Material supplied Start Marker

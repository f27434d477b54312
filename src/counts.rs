use crate::alignment::{Interval, ReadReport, Snv, NO_CALL};
use crate::codon::CodonTracker;
use crate::error::Error;
use crate::Result;
use rayon::prelude::*;
use std::collections::HashMap;

/// A count of molecules that start and stop at particular places on the reference,
/// answering "how many molecules wholly span this interval" queries.
///
/// Triangular table indexed first by the starting position and second by the span
/// length. Queries are O(reference-length^2) worst case; they run once per reported
/// variant signature, not per read.
#[derive(Debug)]
pub struct IntervalCounter {
    counts: Vec<Vec<u64>>,
}

impl IntervalCounter {
    pub fn new(ref_len: usize) -> Self {
        let counts = (0..ref_len)
            .map(|row_index| vec![0; ref_len - row_index + 1])
            .collect();
        IntervalCounter { counts }
    }

    pub fn add_count(&mut self, ref_start: usize, ref_end: usize) {
        self.counts[ref_start][ref_end - ref_start] += 1;
    }

    /// Number of recorded spans `(s, l)` with `s <= ref_start` and `s + l >= ref_end`.
    /// Bounds are signed so that flank-extended queries may poke past the reference.
    pub fn count_spanners(&self, ref_start: i64, ref_end: i64) -> u64 {
        let mut total = 0;
        for (row_index, row) in self.counts.iter().enumerate() {
            if row_index as i64 > ref_start {
                break;
            }
            let first_span = (ref_end - row_index as i64).max(0) as usize;
            if first_span < row.len() {
                total += row[first_span..].iter().sum::<u64>();
            }
        }
        total
    }
}

/// Observation count and coverage-breadth sum for one variant signature.
#[derive(Debug, Default, Clone, Copy)]
pub struct SnvCollectionCount {
    pub count: u64,
    total_ref_coverage: u64,
}

impl SnvCollectionCount {
    pub fn mean_ref_coverage(&self) -> f64 {
        self.total_ref_coverage as f64 / self.count as f64
    }
}

/// Deduplicating map from a molecule's ordered SNV array (structural identity, quality
/// ignored) to its observation tally. Tens of millions of molecules funnel through the
/// single find-or-insert in [`VariantCounts::observe`].
#[derive(Debug, Default)]
pub struct VariantCounts {
    counts: HashMap<Vec<Snv>, SnvCollectionCount>,
}

impl VariantCounts {
    pub fn observe(&mut self, snvs: Vec<Snv>, ref_coverage: u64) {
        let entry = self.counts.entry(snvs).or_default();
        entry.count += 1;
        entry.total_ref_coverage += ref_coverage;
    }

    pub fn len(&self) -> usize {
        self.counts.len()
    }

    /// Signatures observed at least `min_observations` times, in signature order
    /// (element-wise SNV order, then array length).
    pub fn sorted_entries(&self, min_observations: u64) -> Vec<(&[Snv], &SnvCollectionCount)> {
        let mut entries: Vec<(&[Snv], &SnvCollectionCount)> = self
            .counts
            .iter()
            .filter(|(_, entry)| entry.count >= min_observations)
            .map(|(snvs, entry)| (snvs.as_slice(), entry))
            .collect();
        entries.par_sort_unstable_by(|a, b| a.0.cmp(b.0));
        entries
    }
}

/// Whole-run aggregation state: read and molecule category tallies, per-position
/// coverage, the coverage-length histogram, the span table, and the variant
/// signature counts.
#[derive(Debug)]
pub struct Tallies {
    pub n_reads_total: u64,
    pub n_reads_unmapped: u64,
    pub n_reads_low_quality: u64,
    pub n_total_base_calls: u64,

    // mutually exclusive molecule categories
    pub n_wild_type_molecules: u64,
    pub n_inconsistent_pairs: u64,
    pub n_insufficient_flank_molecules: u64,
    pub n_low_quality_variant_molecules: u64,
    pub n_called_variant_molecules: u64,

    pub ref_coverage: Vec<u64>,
    pub coverage_size_histogram: Vec<u64>,
    pub interval_counter: IntervalCounter,
    pub variant_counts: VariantCounts,
}

impl Tallies {
    pub fn new(ref_len: usize) -> Self {
        Tallies {
            n_reads_total: 0,
            n_reads_unmapped: 0,
            n_reads_low_quality: 0,
            n_total_base_calls: 0,
            n_wild_type_molecules: 0,
            n_inconsistent_pairs: 0,
            n_insufficient_flank_molecules: 0,
            n_low_quality_variant_molecules: 0,
            n_called_variant_molecules: 0,
            ref_coverage: vec![0; ref_len],
            coverage_size_histogram: vec![0; ref_len + 1],
            interval_counter: IntervalCounter::new(ref_len),
            variant_counts: VariantCounts::default(),
        }
    }

    pub fn total_molecules(&self) -> u64 {
        self.n_inconsistent_pairs
            + self.n_wild_type_molecules
            + self.n_insufficient_flank_molecules
            + self.n_low_quality_variant_molecules
            + self.n_called_variant_molecules
    }

    /// Folds one molecule report into the aggregation tables and classifies the
    /// molecule as exactly one of: inconsistent pair, wild type, low-quality variant,
    /// insufficient flank, or called variant.
    pub fn apply_report(
        &mut self,
        report: &ReadReport,
        tracker: &mut CodonTracker,
        min_q: u8,
        min_flanking_length: usize,
    ) -> Result<()> {
        let coverage_list = &report.ref_coverage;
        if coverage_list.is_empty() {
            return Ok(());
        }

        let mut coverage = 0;
        for interval in coverage_list {
            coverage += interval.size();
            for idx in interval.start..interval.end {
                self.ref_coverage[idx] += 1;
            }
        }
        self.coverage_size_histogram[coverage] += 1;

        let ref_start = coverage_list[0].start;
        let ref_end = coverage_list[coverage_list.len() - 1].end;
        self.interval_counter.add_count(ref_start, ref_end);

        match &report.snvs {
            None => self.n_inconsistent_pairs += 1,
            Some(snvs) if snvs.is_empty() => {
                self.n_wild_type_molecules += 1;
                if coverage_list.len() != 1 {
                    return Err(Error::Internal(
                        "expecting a single coverage interval for a wild-type molecule".into(),
                    ));
                }
                tracker.report_wild_codon_counts(coverage_list[0]);
            }
            Some(snvs) => {
                let low_quality = snvs.iter().any(|snv| {
                    snv.qual < min_q
                        || !matches!(snv.variant_call, NO_CALL | b'A' | b'C' | b'G' | b'T')
                });
                let min_flank = min_flanking_length as i64;
                if low_quality {
                    self.n_low_quality_variant_molecules += 1;
                } else if (ref_end as i64 - snvs[snvs.len() - 1].ref_index as i64) < min_flank
                    || (snvs[0].ref_index as i64 - ref_start as i64) < min_flank
                {
                    self.n_insufficient_flank_molecules += 1;
                } else {
                    self.n_called_variant_molecules += 1;
                    let total_coverage = Interval::new(ref_start, ref_end);
                    let variations = tracker.encode_snvs_as_codons(snvs)?;
                    tracker.report_variant_codon_counts(total_coverage, &variations);
                    self.variant_counts.observe(snvs.clone(), coverage as u64);
                }
            }
        }
        Ok(())
    }
}

#[cfg(test)]
mod tests {
    use super::*;
    use crate::alignment::ReadReport;

    #[test]
    fn spanners_cover_contained_queries() {
        let mut counter = IntervalCounter::new(100);
        counter.add_count(10, 60);
        assert_eq!(counter.count_spanners(10, 60), 1);
        assert_eq!(counter.count_spanners(20, 50), 1);
        assert_eq!(counter.count_spanners(9, 50), 0);
        assert_eq!(counter.count_spanners(20, 61), 0);
        assert_eq!(counter.count_spanners(70, 90), 0);
    }

    #[test]
    fn spanners_accumulate() {
        let mut counter = IntervalCounter::new(50);
        counter.add_count(0, 50);
        counter.add_count(5, 45);
        counter.add_count(5, 45);
        assert_eq!(counter.count_spanners(10, 40), 3);
        assert_eq!(counter.count_spanners(2, 40), 1);
    }

    #[test]
    fn out_of_range_queries_count_nothing() {
        let mut counter = IntervalCounter::new(20);
        counter.add_count(0, 20);
        assert_eq!(counter.count_spanners(-5, 10), 0);
        assert_eq!(counter.count_spanners(10, 25), 0);
    }

    #[test]
    fn repeated_signatures_share_one_entry() {
        let mut counts = VariantCounts::default();
        for qual in 30..40 {
            counts.observe(vec![Snv::new(7, b'A', b'C', qual)], 100);
        }
        assert_eq!(counts.len(), 1);
        let entries = counts.sorted_entries(0);
        assert_eq!(entries[0].1.count, 10);
        assert!((entries[0].1.mean_ref_coverage() - 100.0).abs() < f64::EPSILON);
    }

    #[test]
    fn entries_are_filtered_and_ordered() {
        let mut counts = VariantCounts::default();
        let rare = vec![Snv::new(3, b'A', b'C', 40)];
        let common = vec![Snv::new(1, b'T', b'G', 40)];
        let longer = vec![Snv::new(1, b'T', b'G', 40), Snv::new(5, b'C', b'T', 40)];
        counts.observe(rare.clone(), 10);
        for _ in 0..3 {
            counts.observe(common.clone(), 10);
            counts.observe(longer.clone(), 10);
        }
        let entries = counts.sorted_entries(2);
        assert_eq!(entries.len(), 2);
        // shorter-prefix-equal arrays order first
        assert_eq!(entries[0].0, common.as_slice());
        assert_eq!(entries[1].0, longer.as_slice());
    }

    fn tracker() -> CodonTracker {
        CodonTracker::new("1-9", b"ATGAAATAG").unwrap()
    }

    #[test]
    fn wild_type_report_is_tallied() {
        let mut tallies = Tallies::new(9);
        let mut tracker = tracker();
        let report = ReadReport::new(vec![Interval::new(0, 9)], vec![]);
        tallies.apply_report(&report, &mut tracker, 30, 0).unwrap();
        assert_eq!(tallies.n_wild_type_molecules, 1);
        assert_eq!(tallies.ref_coverage, vec![1; 9]);
        assert_eq!(tallies.coverage_size_histogram[9], 1);
        assert_eq!(tracker.codon_counts()[1][0x00], 1);
    }

    #[test]
    fn called_variant_report_is_tallied() {
        let mut tallies = Tallies::new(9);
        let mut tracker = tracker();
        let report = ReadReport::new(
            vec![Interval::new(0, 9)],
            vec![Snv::new(3, b'A', b'C', 40)],
        );
        tallies.apply_report(&report, &mut tracker, 30, 3).unwrap();
        assert_eq!(tallies.n_called_variant_molecules, 1);
        assert_eq!(tallies.variant_counts.len(), 1);
        assert_eq!(tracker.codon_counts()[1][0x10], 1);
    }

    #[test]
    fn low_quality_variant_is_not_counted() {
        let mut tallies = Tallies::new(9);
        let mut tracker = tracker();
        let report = ReadReport::new(
            vec![Interval::new(0, 9)],
            vec![Snv::new(3, b'A', b'C', 10)],
        );
        tallies.apply_report(&report, &mut tracker, 30, 0).unwrap();
        assert_eq!(tallies.n_low_quality_variant_molecules, 1);
        assert_eq!(tallies.variant_counts.len(), 0);
    }

    #[test]
    fn near_edge_variant_has_insufficient_flank() {
        let mut tallies = Tallies::new(9);
        let mut tracker = tracker();
        let report = ReadReport::new(
            vec![Interval::new(0, 9)],
            vec![Snv::new(1, b'T', b'C', 40)],
        );
        tallies.apply_report(&report, &mut tracker, 30, 3).unwrap();
        assert_eq!(tallies.n_insufficient_flank_molecules, 1);
    }

    #[test]
    fn inconsistent_pair_contributes_coverage_only() {
        let mut tallies = Tallies::new(9);
        let mut tracker = tracker();
        let report = ReadReport {
            ref_coverage: vec![Interval::new(0, 9)],
            snvs: None,
        };
        tallies.apply_report(&report, &mut tracker, 30, 0).unwrap();
        assert_eq!(tallies.n_inconsistent_pairs, 1);
        assert_eq!(tallies.ref_coverage[0], 1);
        assert_eq!(tallies.variant_counts.len(), 0);
    }
}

Material supplied End Marker

* Task requirements *
What is the number of lines in the data that hold the string "aggregation"? Answer with the number only.

* Output *
2